At least that was how it worked for me.
“What the fuck is this?” Ryan complained loudly from the kitchen.
Glancing over at him, I saw him holding up a thinly sliced piece of meat.
“It’s prosciutto,” Kohn called over.
“What is that?”
“It’s like fancy super-thin sliced salty ham,” Kohn continued.
“Why does it have a whole other name?”
Kohn huffed. “Why are you asking me? I’m Jewish; I don’t even eat that crap.”
“Just eat it,” Kowalski ordered Ryan.
Ryan growled, and I would have said something, but Dorsey joined him in the kitchen to try it.
“It’s good whatever the fuck it is,” Ryan said, shrugging.
“I want a sandwich,” I announced.
“Well, get the fuck up and make it,” Ching instructed.
I snorted out a laugh, folded my 2 and 7 off suit, and got up.
“Oh, oh!” Becker said, his phone in one hand. “It looks like boss man says that I ain’t makin’ the trip to Tennessee.”
“Then who’s going with me?” I asked, glancing back to the poker table.
Everyone checked their phones and no one else had a text.
“Oh man,” Ching groaned. “Tell me we don’t have a newb.”
Kohn cackled. “I bet we’ve got help since White and Doyle are both still out.”
“Yeah, but White should be back next week, and Doyle’ll be back… when?” Becker asked, glancing toward me.
“Monday.”
“Yeah, see?” he said, looking at the others. “There’s no room at the inn. We got everyone we need.”

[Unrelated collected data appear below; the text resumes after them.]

impl<S: DrawingSurface> ImageMapper<S> {
    pub fn new(props: ImageMapperProps) -> Self {
        Self {
            props,
            handlers: MapperHandlers::default(),
            surface: None,
            intrinsic_size: Vec2::ZERO,
            lifecycle: MapperLifecycle::Uninitialized,
            tracker: PointerTracker::default(),
        }
    }

    pub fn on_load(mut self, f: impl FnMut() + 'static) -> Self {
        self.handlers.on_load = Some(Box::new(f));
        self
    }

    pub fn on_click(mut self, f: impl FnMut(&AreaEvent) + 'static) -> Self {
        self.handlers.on_click = Some(Box::new(f));
        self
    }

    pub fn on_mouse_enter(mut self, f: impl FnMut(&AreaEvent) + 'static) -> Self {
        self.handlers.on_mouse_enter = Some(Box::new(f));
        self
    }

    pub fn on_mouse_leave(mut self, f: impl FnMut(&AreaEvent) + 'static) -> Self {
        self.handlers.on_mouse_leave = Some(Box::new(f));
        self
    }

    pub fn on_mouse_move(mut self, f: impl FnMut(&AreaEvent) + 'static) -> Self {
        self.handlers.on_mouse_move = Some(Box::new(f));
        self
    }

    pub fn on_image_click(mut self, f: impl FnMut(&PointerEvent) + 'static) -> Self {
        self.handlers.on_image_click = Some(Box::new(f));
        self
    }

    pub fn on_image_mouse_move(mut self, f: impl FnMut(&PointerEvent) + 'static) -> Self {
        self.handlers.on_image_mouse_move = Some(Box::new(f));
        self
    }

    pub fn handlers_mut(&mut self) -> &mut MapperHandlers {
        &mut self.handlers
    }

    pub fn props(&self) -> &ImageMapperProps {
        &self.props
    }

    pub fn lifecycle(&self) -> MapperLifecycle {
        self.lifecycle
    }

    pub fn surface(&self) -> Option<&S> {
        self.surface.as_ref()
    }

    pub fn intrinsic_size(&self) -> Vec2 {
        self.intrinsic_size
    }

    /// Area the pointer was over when the widget last handled input.
    pub fn hovered_area(&self) -> Option<usize> {
        self.tracker.hovered()
    }

    pub(crate) fn tracker_mut(&mut self) -> &mut PointerTracker {
        &mut self.tracker
    }

    /// Attaches the drawing surface for an image of `intrinsic_size` and
    /// initializes it.
    pub fn mount(&mut self, surface: S, intrinsic_size: Vec2) {
        self.surface = Some(surface);
        self.intrinsic_size = intrinsic_size;
        self.init_canvas();
    }

    /// Releases the drawing surface; the mapper goes back to uninitialized.
    pub fn unmount(&mut self) -> Option<S> {
        if can_transition(self.lifecycle, MapperLifecycle::Uninitialized) {
            self.lifecycle = MapperLifecycle::Uninitialized;
        }
        self.tracker = PointerTracker::default();
        tracing::debug!(map = %self.props.map.name, "image mapper unmounted");
        self.surface.take()
    }

    /// Replaces the props, re-initializing only when something changed.
    pub fn set_props(&mut self, props: ImageMapperProps) {
        if props == self.props {
            return;
        }
        self.props = props;
        self.init_canvas();
    }

    /// Records the loaded image's natural size, re-initializing on change.
    pub fn set_intrinsic_size(&mut self, size: Vec2) {
        if size == self.intrinsic_size {
            return;
        }
        self.intrinsic_size = size;
        self.init_canvas();
    }

    /// Size the image and the surface are displayed at.
    ///
    /// A single explicit dimension keeps the image's aspect ratio.
    pub fn display_size(&self) -> Vec2 {
        let natural = self.intrinsic_size;
        let aspect = |num: f32, den: f32| if den > 0.0 { num / den } else { 0.0 };
        match (self.props.width, self.props.height) {
            (Some(w), Some(h)) => vec2(w, h),
            (Some(w), None) => vec2(w, w * aspect(natural.y, natural.x)),
            (None, Some(h)) => vec2(h * aspect(natural.x, natural.y), h),
            (None, None) => natural,
        }
    }

    pub fn scale(&self) -> f32 {
        scale_factor(self.props.width, self.props.img_width)
    }

    pub fn scaled_coords(&self, area: &Area) -> Vec<f32> {
        scale_coords(&area.coords, self.props.width, self.props.img_width)
    }

    /// Extended copy of the area at `index` with display coordinates and center.
    pub fn scaled_area(&self, index: usize) -> Option<ScaledArea> {
        let area = self.props.map.areas.get(index)?;
        let scaled_coords = self.scaled_coords(area);
        let center = compute_center(Some(area), &scaled_coords);
        Some(ScaledArea {
            area: area.clone(),
            scaled_coords,
            center,
        })
    }

    /// First area, in collection order, containing `pos` (display coordinates).
    pub fn hit_test(&self, pos: Pos2) -> Option<usize> {
        self.props
            .map
            .areas
            .iter()
            .position(|area| contains_point(area.shape, &self.scaled_coords(area), pos))
    }

    pub fn has_click_handler(&self) -> bool {
        self.handlers.on_click.is_some()
    }

    /// Sizes the surface to the displayed image, resets its fill color,
    /// notifies `on_load` and paints the pre-filled areas.
    pub fn init_canvas(&mut self) {
        let size = self.display_size();
        let Some(surface) = self.surface.as_mut() else {
            return;
        };
        surface.resize(size);
        surface.set_fill_color(self.props.fill_color);

        if can_transition(self.lifecycle, MapperLifecycle::Ready) {
            self.lifecycle = MapperLifecycle::Ready;
        }
        tracing::debug!(
            map = %self.props.map.name,
            width = size.x,
            height = size.y,
            scale = self.scale(),
            "image mapper initialized"
        );

        if let Some(on_load) = self.handlers.on_load.as_mut() {
            on_load();
        }
        self.render_prefilled_areas();
    }

    fn area_style(&self, area: &Area, fill: Color) -> PaintStyle {
        PaintStyle {
            fill,
            line_width: area
                .line_width
                .filter(|w| *w > 0.0)
                .unwrap_or(self.props.line_width),
            stroke: area.stroke_color.unwrap_or(self.props.stroke_color),
        }
    }

    fn paint_area(&mut self, area: &Area, fill: Color) {
        let style = self.area_style(area, fill);
        let coords = self.scaled_coords(area);
        if let Some(surface) = self.surface.as_mut() {
            draw_shape(surface, area.shape, &coords, &style);
        }
    }

    /// Paints every area with a pre-fill color, in collection order.
    pub fn render_prefilled_areas(&mut self) {
        if self.surface.is_none() {
            return;
        }
        let areas = self.props.map.areas.clone();
        let mut painted = 0usize;
        for area in &areas {
            let Some(fill) = area.pre_fill_color else {
                continue;
            };
            self.paint_area(area, fill);
            painted += 1;
        }
        tracing::debug!(painted, "pre-filled areas rendered");
    }

    fn highlight_fill(&self, area: &Area) -> Color {
        area.fill_color
            .or(area.pre_fill_color)
            .unwrap_or(self.props.fill_color)
    }

    fn area_event(&self, index: usize, event: PointerEvent) -> Option<AreaEvent> {
        Some(AreaEvent {
            area: self.scaled_area(index)?,
            index,
            event,
        })
    }

    pub fn hover_on(&mut self, index: usize, event: PointerEvent) {
        if event.target_shape.is_none() {
            tracing::trace!(index, "hover target has no shape; ignoring");
            return;
        }
        let Some(payload) = self.area_event(index, event) else {
            return;
        };
        tracing::trace!(index, "pointer entered area");

        if self.props.active {
            let fill = self.highlight_fill(&payload.area);
            self.paint_area(&payload.area.area, fill);
        }
        if let Some(cb) = self.handlers.on_mouse_enter.as_mut() {
            cb(&payload);
        }
    }

    /// With hover highlighting on, the whole surface is cleared and the
    /// pre-filled areas repainted; there is no per-area un-highlight.
    pub fn hover_off(&mut self, index: usize, event: PointerEvent) {
        let Some(payload) = self.area_event(index, event) else {
            return;
        };
        tracing::trace!(index, "pointer left area");

        if self.props.active {
            if let Some(surface) = self.surface.as_mut() {
                surface.clear();
                self.render_prefilled_areas();
            }
        }
        if let Some(cb) = self.handlers.on_mouse_leave.as_mut() {
            cb(&payload);
        }
    }

    pub fn mouse_move(&mut self, index: usize, event: PointerEvent) {
        if self.handlers.on_mouse_move.is_none() {
            return;
        }
        let Some(payload) = self.area_event(index, event) else {
            return;
        };
        if let Some(cb) = self.handlers.on_mouse_move.as_mut() {
            cb(&payload);
        }
    }

    /// Returns the event as dispatched; a registered click handler always
    /// prevents the default navigation.
    pub fn click(&mut self, index: usize, mut event: PointerEvent) -> PointerEvent {
        if self.handlers.on_click.is_none() {
            return event;
        }
        event.prevent_default();
        let Some(payload) = self.area_event(index, event) else {
            return event;
        };
        tracing::debug!(index, area = ?payload.area.name, "area clicked");
        if let Some(cb) = self.handlers.on_click.as_mut() {
            cb(&payload);
        }
        event
    }

    /// Target to follow when a click on `index` was not default-prevented.
    pub fn navigation_target(&self, index: usize, event: &PointerEvent) -> Option<&str> {
        if event.default_prevented() {
            return None;
        }
        self.props.map.areas.get(index)?.href.as_deref()
    }

    pub fn image_click(&mut self, mut event: PointerEvent) -> PointerEvent {
        if let Some(cb) = self.handlers.on_image_click.as_mut() {
            event.prevent_default();
            cb(&event);
        }
        event
    }

    pub fn image_mouse_move(&mut self, event: PointerEvent) {
        if let Some(cb) = self.handlers.on_image_mouse_move.as_mut() {
            cb(&event);
        }
    }
}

“Don’t be an elitist pig,” Ryan warned. “If the team never grew beyond the first guys, it would still only be me, White, Sharpe, Dorsey, and Kowalski. You wouldn’t even be here. Change can be good.”
We all threw food at him.
“Assholes!”
It was good to laugh with all of them, but really. Babysitting for a twelve-hour drive was not my idea of fun. I’d rather go alone.
SINCE I was flying, I had been smart and stopped drinking right after midnight, chugged water, and took Tylenol before I went to bed. So when 6:30 a.m. rolled around and it was time to get up and go to the airport, I was in pretty good shape. At the gate, I was slurping coffee and sipping from a bottle of water at the same time.